# WHAT IS NEEDED
An exact retyping of every record is required.

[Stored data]
++++++++++++++++++++
// Copyright 2025 eraflo
//
// Licensed under the Apache License, Version 2.0 (the "License");
// you may not use this file except in compliance with the License.
// You may obtain a copy of the License at
//
//     http://www.apache.org/licenses/LICENSE-2.0
//
// Unless required by applicable law or agreed to in writing, software
// distributed under the License is distributed on an "AS IS" BASIS,
// WITHOUT WARRANTIES OR CONDITIONS OF ANY KIND, either express or implied.
// See the License for the specific language governing permissions and
// limitations under the License.

//! # Stagehand Core
//!
//! Foundational crate containing the contracts every other Stagehand crate
//! builds on.
//!
//! - [`resource`]: the GPU handle model. Handles are allocated and released
//!   through a [`resource::RenderDevice`]; every owner of handles implements
//!   [`resource::Disposable`], and graph teardown goes through a
//!   [`resource::ReleaseSet`] so shared handles are released exactly once.
//! - [`scene`]: scene-graph nodes and the geometry, material, texture and
//!   light descriptors they carry.
//! - [`asset`]: decoded assets and the [`asset::ResourceTemplate`] they are
//!   cached as. Templates are never attached to a scene directly; callers
//!   instantiate independent copies.
//! - [`params`]: flat parameter sets used as debug objects by tuning UIs.

#![warn(missing_docs)]

pub mod asset;
pub mod error;
pub mod math;
pub mod params;
pub mod resource;
pub mod scene;

pub use error::ResourceError;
++++++++++++++++++++
# REPLY
// Copyright 2025 eraflo
//
// Licensed under the Apache License, Version 2.0 (the "License");
// you may not use this file except in compliance with the License.
// You may obtain a copy of the License at
//
//     http://www.apache.org/licenses/LICENSE-2.0
//
// Unless required by applicable law or agreed to in writing, software
// distributed under the License is distributed on an "AS IS" BASIS,
// WITHOUT WARRANTIES OR CONDITIONS OF ANY KIND, either express or implied.
// See the License for the specific language governing permissions and
// limitations under the License.

//! # Stagehand Core
//!
//! Foundational crate containing the contracts every other Stagehand crate
//! builds on.
//!
//! - [`resource`]: the GPU handle model. Handles are allocated and released
//!   through a [`resource::RenderDevice`]; every owner of handles implements
//!   [`resource::Disposable`], and graph teardown goes through a
//!   [`resource::ReleaseSet`] so shared handles are released exactly once.
//! - [`scene`]: scene-graph nodes and the geometry, material, texture and
//!   light descriptors they carry.
//! - [`asset`]: decoded assets and the [`asset::ResourceTemplate`] they are
//!   cached as. Templates are never attached to a scene directly; callers
//!   instantiate independent copies.
//! - [`params`]: flat parameter sets used as debug objects by tuning UIs.

#![warn(missing_docs)]

pub mod asset;
pub mod error;
pub mod math;
pub mod params;
pub mod resource;
pub mod scene;

pub use error::ResourceError;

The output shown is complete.